Despite the fallout of the Ukraine war surrounding fuel supplies and prices, the use of petrol cars remains the dominant choice for consumers. ABS data shows that Australia has over 20M registered vehicles on the road, with over 92 percent of households owning a car.
Petrol vehicles were the largest group by fuel type, representing over 71 percent of vehicles, and electric vehicles accounted for just 1.57 percent. Furthermore, an 2021 analysis of car ownership by insight’s agency ID, has revealed that 53 percent of households in Australia have access to two or more motor vehicles. However, most of these vehicles typically sit idle for 95 percent of the day and cost the average Australian family $22,000 per year.
And it isn’t just the economy which is impacted by car ownership, car pollution is one of the major causes of global warming, with the oil and gas industry representing 45% of anthropogenic GHG emissions.
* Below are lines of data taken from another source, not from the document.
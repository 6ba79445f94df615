use std::time::Duration;

use crystal_run_core::{Command, PathAnchor};
use crystal_run_system_despawn::{Config, Despawn};
use crystal_run_world::{self as world, query, World};

const TILE_LINGER: Duration = Duration::from_secs(3);
const PICKUP_FADE: Duration = Duration::from_secs(1);

fn prepared_world() -> World {
    let mut world = World::new();
    let mut events = Vec::new();
    world::apply(
        &mut world,
        Command::ConfigureTrack {
            start_anchor: PathAnchor::new(0, 0),
            tile_length: 1.0,
            tile_half_height: 0.5,
            pickup_half_height: 0.25,
        },
        &mut events,
    );
    world
}

fn despawn() -> Despawn {
    Despawn::new(Config::new(TILE_LINGER, PICKUP_FADE)).expect("valid config")
}

fn tick(world: &mut World, dt: Duration) -> Vec<crystal_run_core::Event> {
    let mut events = Vec::new();
    world::apply(world, Command::Tick { dt }, &mut events);
    events
}

#[test]
fn vacated_tile_is_reclaimed_after_the_linger() {
    let mut world = prepared_world();
    let mut despawn = despawn();
    let anchor = PathAnchor::new(1, 0);

    let mut events = Vec::new();
    world::apply(&mut world, Command::PlaceTile { anchor }, &mut events);
    let tile = query::tile_at(&world, anchor).expect("tile placed");
    world::apply(&mut world, Command::VacateTile { tile }, &mut events);

    let mut commands = Vec::new();
    despawn.handle(&events, &mut commands);
    assert!(commands.is_empty(), "no release before the linger expires");
    assert_eq!(despawn.pending(), 1);

    let events = tick(&mut world, TILE_LINGER + Duration::from_millis(1));
    despawn.handle(&events, &mut commands);
    assert_eq!(commands, vec![Command::ReleaseTile { tile }]);
    assert_eq!(despawn.pending(), 0);

    let mut events = Vec::new();
    world::apply(&mut world, commands.remove(0), &mut events);
    assert!(!query::is_tile_live(&world, tile));
}

#[test]
fn collected_pickup_is_reclaimed_after_the_fade() {
    let mut world = prepared_world();
    let mut despawn = despawn();
    let anchor = PathAnchor::new(1, 0);

    let mut events = Vec::new();
    world::apply(&mut world, Command::PlaceTile { anchor }, &mut events);
    world::apply(&mut world, Command::SpawnPickup { anchor }, &mut events);
    let pickup = query::pickup_view(&world).into_vec()[0].id;
    world::apply(&mut world, Command::CollectPickup { pickup }, &mut events);

    let mut commands = Vec::new();
    despawn.handle(&events, &mut commands);
    assert!(commands.is_empty());

    let events = tick(&mut world, PICKUP_FADE + Duration::from_millis(1));
    despawn.handle(&events, &mut commands);
    assert_eq!(commands, vec![Command::ReleasePickup { pickup }]);
}

#[test]
fn board_reset_drops_pending_entries() {
    let mut world = prepared_world();
    let mut despawn = despawn();
    let anchor = PathAnchor::new(1, 0);

    let mut events = Vec::new();
    world::apply(&mut world, Command::PlaceTile { anchor }, &mut events);
    let tile = query::tile_at(&world, anchor).expect("tile placed");
    world::apply(&mut world, Command::VacateTile { tile }, &mut events);
    world::apply(&mut world, Command::ResetRun, &mut events);

    let mut commands = Vec::new();
    despawn.handle(&events, &mut commands);
    assert!(commands.is_empty());
    assert_eq!(despawn.pending(), 0);

    let events = tick(&mut world, TILE_LINGER + Duration::from_millis(1));
    despawn.handle(&events, &mut commands);
    assert!(commands.is_empty(), "reset instances must not be re-released");
}

#[test]
fn externally_released_tile_is_not_reclaimed_twice() {
    let mut world = prepared_world();
    let mut despawn = despawn();
    let anchor = PathAnchor::new(1, 0);

    let mut events = Vec::new();
    world::apply(&mut world, Command::PlaceTile { anchor }, &mut events);
    let tile = query::tile_at(&world, anchor).expect("tile placed");
    world::apply(&mut world, Command::VacateTile { tile }, &mut events);
    world::apply(&mut world, Command::ReleaseTile { tile }, &mut events);

    let mut commands = Vec::new();
    despawn.handle(&events, &mut commands);
    assert_eq!(despawn.pending(), 0);

    let events = tick(&mut world, TILE_LINGER + Duration::from_millis(1));
    despawn.handle(&events, &mut commands);
    assert!(commands.is_empty());
}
With the cost of living increasing, climate change worsening and petrol costs rising, why are we stuck on a model which is detrimental to the planet and our finances?
The future of shared e-mobility
Petrol cars and household ownership cannot remain with the climate and global economic market as they are. In fact, the Electric Vehicle Council recently announced that Australia should follow suit with the UK and EU by banning the sale of petrol and diesel cars by 2035. Though this has been labelled extreme, widespread disruption to the petrol car market is not a question of ‘if’, but when.
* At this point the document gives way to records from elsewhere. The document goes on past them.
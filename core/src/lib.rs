#![deny(
    unsafe_code,
    missing_docs,
    dead_code,
    unused_results,
    non_snake_case,
    unreachable_pub
)]

//! Shared contracts for the Crystal Run simulation.
//!
//! Everything that crosses a crate boundary lives here: the [`Command`] set
//! adapters may submit, the [`Event`] set the world broadcasts after applying
//! them, and the identifier, lattice, viewport, and snapshot types those
//! messages carry. Systems stay pure by construction: they fold event slices
//! and read query views, and the only way they influence the world is by
//! emitting further commands of their own.

use std::time::Duration;

use serde::{Deserialize, Serialize};

mod stopwatch;

pub use stopwatch::Stopwatch;

/// Canonical banner emitted when the experience boots.
pub const WELCOME_BANNER: &str = "Welcome to Crystal Run.";

/// Identifier allocated to a floor tile by the world's tile pool.
#[derive(Clone, Copy, Debug, PartialEq, Eq, Hash, PartialOrd, Ord, Serialize, Deserialize)]
pub struct TileId(u64);

impl TileId {
    /// Creates a new tile identifier wrapper.
    #[must_use]
    pub const fn new(value: u64) -> Self {
        Self(value)
    }

    /// Retrieves the underlying identifier value.
    #[must_use]
    pub const fn get(&self) -> u64 {
        self.0
    }
}

/// Identifier allocated to a crystal pickup by the world's pickup pool.
#[derive(Clone, Copy, Debug, PartialEq, Eq, Hash, PartialOrd, Ord, Serialize, Deserialize)]
pub struct PickupId(u64);

impl PickupId {
    /// Creates a new pickup identifier wrapper.
    #[must_use]
    pub const fn new(value: u64) -> Self {
        Self(value)
    }

    /// Retrieves the underlying identifier value.
    #[must_use]
    pub const fn get(&self) -> u64 {
        self.0
    }
}

/// One of the two orthogonal unit-step axes used for tile placement.
#[derive(Clone, Copy, Debug, PartialEq, Eq, Hash, Serialize, Deserialize)]
pub enum LatticeDirection {
    /// Step away from the camera, deeper into the run.
    Forward,
    /// Step across the run, toward the right edge of the screen.
    Right,
}

impl LatticeDirection {
    /// Returns the other lattice axis.
    #[must_use]
    pub const fn flipped(self) -> Self {
        match self {
            Self::Forward => Self::Right,
            Self::Right => Self::Forward,
        }
    }

    /// Returns the unit lattice offset produced by one step along the axis.
    #[must_use]
    pub const fn step(self) -> (i32, i32) {
        match self {
            Self::Forward => (1, 0),
            Self::Right => (0, 1),
        }
    }
}

/// Lattice coordinate anchoring a tile on the forward/right plane.
#[derive(Clone, Copy, Debug, PartialEq, Eq, Hash, Serialize, Deserialize)]
pub struct PathAnchor {
    forward: i32,
    right: i32,
}

impl PathAnchor {
    /// Creates a new anchor at the provided lattice coordinates.
    #[must_use]
    pub const fn new(forward: i32, right: i32) -> Self {
        Self { forward, right }
    }

    /// Lattice coordinate along the forward axis.
    #[must_use]
    pub const fn forward(&self) -> i32 {
        self.forward
    }

    /// Lattice coordinate along the right axis.
    #[must_use]
    pub const fn right(&self) -> i32 {
        self.right
    }

    /// Returns the anchor one unit lattice step away in the given direction.
    #[must_use]
    pub const fn offset_by(self, direction: LatticeDirection) -> Self {
        let (forward, right) = direction.step();
        Self {
            forward: self.forward + forward,
            right: self.right + right,
        }
    }

    /// Converts the anchor into continuous world coordinates.
    #[must_use]
    pub fn world_position(self, tile_length: f32) -> WorldPosition {
        WorldPosition {
            forward: self.forward as f32 * tile_length,
            right: self.right as f32 * tile_length,
        }
    }
}

/// Continuous position on the forward/right plane measured in world units.
#[derive(Clone, Copy, Debug, PartialEq)]
pub struct WorldPosition {
    /// Distance along the forward axis.
    pub forward: f32,
    /// Distance along the right axis.
    pub right: f32,
}

impl WorldPosition {
    /// Creates a new world position from explicit axis values.
    #[must_use]
    pub const fn new(forward: f32, right: f32) -> Self {
        Self { forward, right }
    }
}

/// Camera-projection collaborator mapping world positions onto the screen.
///
/// The camera rides the run diagonal, so the horizontal screen axis is the
/// normalized difference between the right and forward world axes. Positions
/// project into `0.0..=1.0` inside the visible frame; values outside that
/// range are off-screen.
#[derive(Clone, Copy, Debug, PartialEq)]
pub struct Viewport {
    center: WorldPosition,
    half_extent: f32,
}

impl Viewport {
    /// Creates a viewport centered on the provided position.
    ///
    /// `half_extent` is half the visible width along the screen's horizontal
    /// axis, measured in world units, and must be positive.
    #[must_use]
    pub fn new(center: WorldPosition, half_extent: f32) -> Self {
        debug_assert!(half_extent > 0.0, "viewport half extent must be positive");
        Self {
            center,
            half_extent,
        }
    }

    /// Projects a world position to its normalized horizontal coordinate.
    #[must_use]
    pub fn horizontal(&self, position: WorldPosition) -> f32 {
        let axis = |p: WorldPosition| (p.right - p.forward) * std::f32::consts::FRAC_1_SQRT_2;
        0.5 + (axis(position) - axis(self.center)) / (2.0 * self.half_extent)
    }
}

/// Describes the active phase of the run.
#[derive(Clone, Copy, Debug, PartialEq, Eq, Hash, Serialize, Deserialize)]
pub enum RunPhase {
    /// Initial burst of path generation before input-driven play begins.
    PreRoll,
    /// Pre-roll finished; generation paused until the first press.
    Idle,
    /// Continuous input-enabled generation at the creation cadence.
    Active,
}

/// Tag carried by pooled instances, consulted by broadcast releases.
#[derive(Clone, Copy, Debug, PartialEq, Eq, Hash, Serialize, Deserialize)]
pub enum InstanceTag {
    /// Ordinary generated instance, reclaimed by board resets.
    Expendable,
    /// Persistent scene fixture (the start marker); survives board resets.
    Marker,
}

/// Commands that express all permissible world mutations.
#[derive(Clone, Debug, PartialEq)]
pub enum Command {
    /// Configures the track geometry and resets the session.
    ConfigureTrack {
        /// Anchor where the run begins and where resets return the cursor.
        start_anchor: PathAnchor,
        /// Side length of a square floor tile in world units.
        tile_length: f32,
        /// Half the height of a floor tile, used for pickup elevation.
        tile_half_height: f32,
        /// Half the height of a crystal pickup, used for pickup elevation.
        pickup_half_height: f32,
    },
    /// Pre-warms the tile and pickup free lists before generation starts.
    PopulatePools {
        /// Number of tile instances to construct ahead of time.
        tiles: u32,
        /// Number of pickup instances to construct ahead of time.
        pickups: u32,
    },
    /// Advances the simulation clock by the provided delta time.
    Tick {
        /// Duration of simulated time that elapsed since the previous tick.
        dt: Duration,
    },
    /// Requests that the run transition to the provided phase.
    SetRunPhase {
        /// Phase the run should activate.
        phase: RunPhase,
    },
    /// Restarts the round: clears the board and returns to pre-roll.
    ResetRun,
    /// Takes a tile from the pool and places it at the anchor.
    PlaceTile {
        /// Lattice anchor the tile occupies after placement.
        anchor: PathAnchor,
    },
    /// Takes a pickup from the pool, elevated above the tile at the anchor.
    ///
    /// The world resolves the parent tile by looking up the live tile at the
    /// anchor; a vanished tile yields an unparented pickup at the same world
    /// position.
    SpawnPickup {
        /// Lattice anchor of the tile the pickup should hover above.
        anchor: PathAnchor,
    },
    /// Records that the player collected a pickup, awarding its score.
    CollectPickup {
        /// Identifier of the collected pickup.
        pickup: PickupId,
    },
    /// Records that the player left a tile, so it may fall and be reclaimed.
    VacateTile {
        /// Identifier of the vacated tile.
        tile: TileId,
    },
    /// Returns a tile instance to the free list.
    ReleaseTile {
        /// Identifier of the tile to reclaim.
        tile: TileId,
    },
    /// Returns a pickup instance to the free list.
    ReleasePickup {
        /// Identifier of the pickup to reclaim.
        pickup: PickupId,
    },
    /// Broadcast release of every live instance except those carrying `keep`.
    ReleaseBoard {
        /// Tag whose instances survive the broadcast.
        keep: InstanceTag,
    },
}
As urban environmental planners and developers move to greener and more sustainable models, greater options are arising surrounding car ownership. Businesses, such as ours, are pushing for more residential and commercial buildings to provide electric vehicles, scooters and bikes on demand, and for the concept of car ownership to change altogether.
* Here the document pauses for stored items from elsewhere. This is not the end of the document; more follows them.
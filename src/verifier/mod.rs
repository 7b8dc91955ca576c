//! Expected-state computation and comparison
//!
//! `expected_state` applies the reference model to a case. `compare` checks
//! every register exactly once: whitelisted registers against the expected
//! state (semantic), all others against the initial state (side effect).

use crate::avr::{Reg, RegisterState};
use crate::config::{ExecStrategy, RunConfig};
use crate::generator::TestCase;
use crate::isa::{ChangeWhitelist, OpcodeSpec, BREAK_OPCODE};
use crate::report::{CaseResult, Mismatch, MismatchKind};
use crate::target::{DriverError, ExecutionDriver, MemoryRegion, RemoteTarget, StopReason};
use log::debug;

#[cfg(test)]
mod tests_verifier;

/// Register state the instruction must leave behind.
pub fn expected_state(spec: &OpcodeSpec, case: &TestCase) -> RegisterState {
    let rd = case.label.register;
    let whitelist = spec.whitelist();
    let outcome = spec
        .instruction
        .execute(case.initial.r[rd as usize], case.initial.sreg);

    let mut expected = case.initial;
    if whitelist.destination {
        expected = expected.with(Reg::R(rd), outcome.result as u32);
    }
    if whitelist.sreg {
        expected = expected.with(Reg::Sreg, outcome.sreg as u32);
    }
    if whitelist.pc {
        expected = expected.with(Reg::Pc, case.initial.pc.wrapping_add(spec.length_bytes()));
    }
    expected
}

/// Mismatches of both kinds, in register numbering order.
pub fn compare(
    whitelist: &ChangeWhitelist,
    rd: u8,
    initial: &RegisterState,
    expected: &RegisterState,
    actual: &RegisterState,
) -> Vec<Mismatch> {
    Reg::all()
        .filter_map(|reg| {
            let (kind, want) = if whitelist.permits(reg, rd) {
                (MismatchKind::Semantic, expected.get(reg))
            } else {
                (MismatchKind::SideEffect, initial.get(reg))
            };
            let got = actual.get(reg);
            (got != want).then_some(Mismatch {
                kind,
                reg,
                expected: want,
                actual: got,
            })
        })
        .collect()
}

/// Judge a captured state without touching a target.
///
/// `stop` is how the target halted; anything but SIGTRAP fails the case even
/// when every register matches.
pub fn check(
    spec: &OpcodeSpec,
    case: &TestCase,
    actual: RegisterState,
    stop: StopReason,
) -> CaseResult {
    let expected = expected_state(spec, case);
    let mismatches = compare(
        &spec.whitelist(),
        case.label.register,
        &case.initial,
        &expected,
        &actual,
    );
    CaseResult {
        label: case.label,
        opcode: case.opcode,
        initial: case.initial,
        expected,
        actual,
        stop,
        mismatches,
    }
}

/// Put the case on the target, run the instruction and capture the result
/// together with the reason the target stopped.
pub fn execute_case<T: RemoteTarget>(
    driver: &mut ExecutionDriver<T>,
    case: &TestCase,
    run: &RunConfig,
) -> Result<(RegisterState, StopReason), DriverError> {
    if run.reset_between_cases {
        driver.reset()?;
    }

    let pc = case.initial.pc;
    let stop = match run.strategy {
        ExecStrategy::Step => {
            driver.write_block(MemoryRegion::Code, pc, &case.opcode_bytes())?;
            driver.write_registers(&case.initial)?;
            driver.step()?
        }
        ExecStrategy::BreakAfter => {
            let mut code = case.opcode_bytes().to_vec();
            code.extend_from_slice(&BREAK_OPCODE.to_le_bytes());
            driver.write_block(MemoryRegion::Code, pc, &code)?;
            driver.write_registers(&case.initial)?;
            driver.resume(None)?
        }
    };

    Ok((driver.read_registers()?, stop))
}

/// Execute one case and judge it.
pub fn verify_case<T: RemoteTarget>(
    driver: &mut ExecutionDriver<T>,
    spec: &OpcodeSpec,
    case: &TestCase,
    run: &RunConfig,
) -> Result<CaseResult, DriverError> {
    let (actual, stop) = execute_case(driver, case, run)?;
    let result = check(spec, case, actual, stop);
    debug!(
        "{}: {}",
        case.label,
        if result.passed() { "pass" } else { "FAIL" }
    );
    Ok(result)
}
Mobility solutions and startups which provide electric vehicles on demand are, undoubtedly, the way of the future. However, innovation in this space needs greater support from businesses, governments and consumers. Likewise, regional communities must not be forgotten in the move towards e-mobility.
The excise discount ending in October signals the urgent need for petrol car ownership to end, in order for our cities and regions to exist in a more sustainable and economically viable way.
ABOUT OHMIE GO
Ohmie GO is Australia’s first, and leading, electric mobility platform for buildings, which was founded in 2018. Ohmie GO is building the future of electric mobility and transport in partnership with Australia's most innovative and sustainable players in the property industry, changing the relationship between buildings and mobility.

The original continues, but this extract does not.